THE PROBLEM:
Would you write out the lines from the one containing "per-call alphabet permutation." to the end of the records below, exactly and in full, please?

Stored data:
__________________________________________________

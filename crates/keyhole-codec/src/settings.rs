use typed_builder::TypedBuilder;

/// The 62 alphanumeric characters, the alphabet of the reference deployment.
pub const DEFAULT_ALPHABET: &str =
    "0123456789abcdefghijklmnopqrstuvwxyzABCDEFGHIJKLMNOPQRSTUVWXYZ";

/// Minimum code length of the reference deployment.
pub const DEFAULT_MIN_LENGTH: usize = 6;

/// Configures a [`Codec`][crate::Codec] instance.
///
/// The settings are consumed once at construction; the codec derives its
/// separator set, guard set, and working alphabet from them and is
/// immutable afterwards. Changing the salt invalidates every previously
/// issued code.
#[derive(Debug, Clone, TypedBuilder)]
pub struct CodecSettings {
    /// Ordered set of distinct ASCII symbols used for output characters.
    #[builder(default = DEFAULT_ALPHABET.to_owned(), setter(into))]
    pub alphabet: String,
    /// Secret value that parameterizes the per-call alphabet permutation.
    #[builder(setter(into))]
    pub salt: String,
    /// Encoded output is never shorter than this.
    #[builder(default = DEFAULT_MIN_LENGTH)]
    pub min_length: usize,
}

__________________________________________________

WRITTEN REPLY:
    /// Secret value that parameterizes the per-call alphabet permutation.
    #[builder(setter(into))]
    pub salt: String,
    /// Encoded output is never shorter than this.
    #[builder(default = DEFAULT_MIN_LENGTH)]
    pub min_length: usize,
}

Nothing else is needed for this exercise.